▸ **THE PROBLEM**: Nothing in the data should be altered when it is repeated in full.

(DATA EXTRACTS)

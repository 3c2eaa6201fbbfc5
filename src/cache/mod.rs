//! Chat Cache (spec.md §4.6 C6).

pub mod chat_cache;

pub use chat_cache::{CacheError, ChatCache, RefreshSummary};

(End DATA EXTRACTS)

▸ **EXERCISE RESPONSE**:
repository 3c2eaa6201fbbfc5
filename src/cache/mod.rs
//! Chat Cache (spec.md §4.6 C6).

pub mod chat_cache;

pub use chat_cache::{CacheError, ChatCache, RefreshSummary};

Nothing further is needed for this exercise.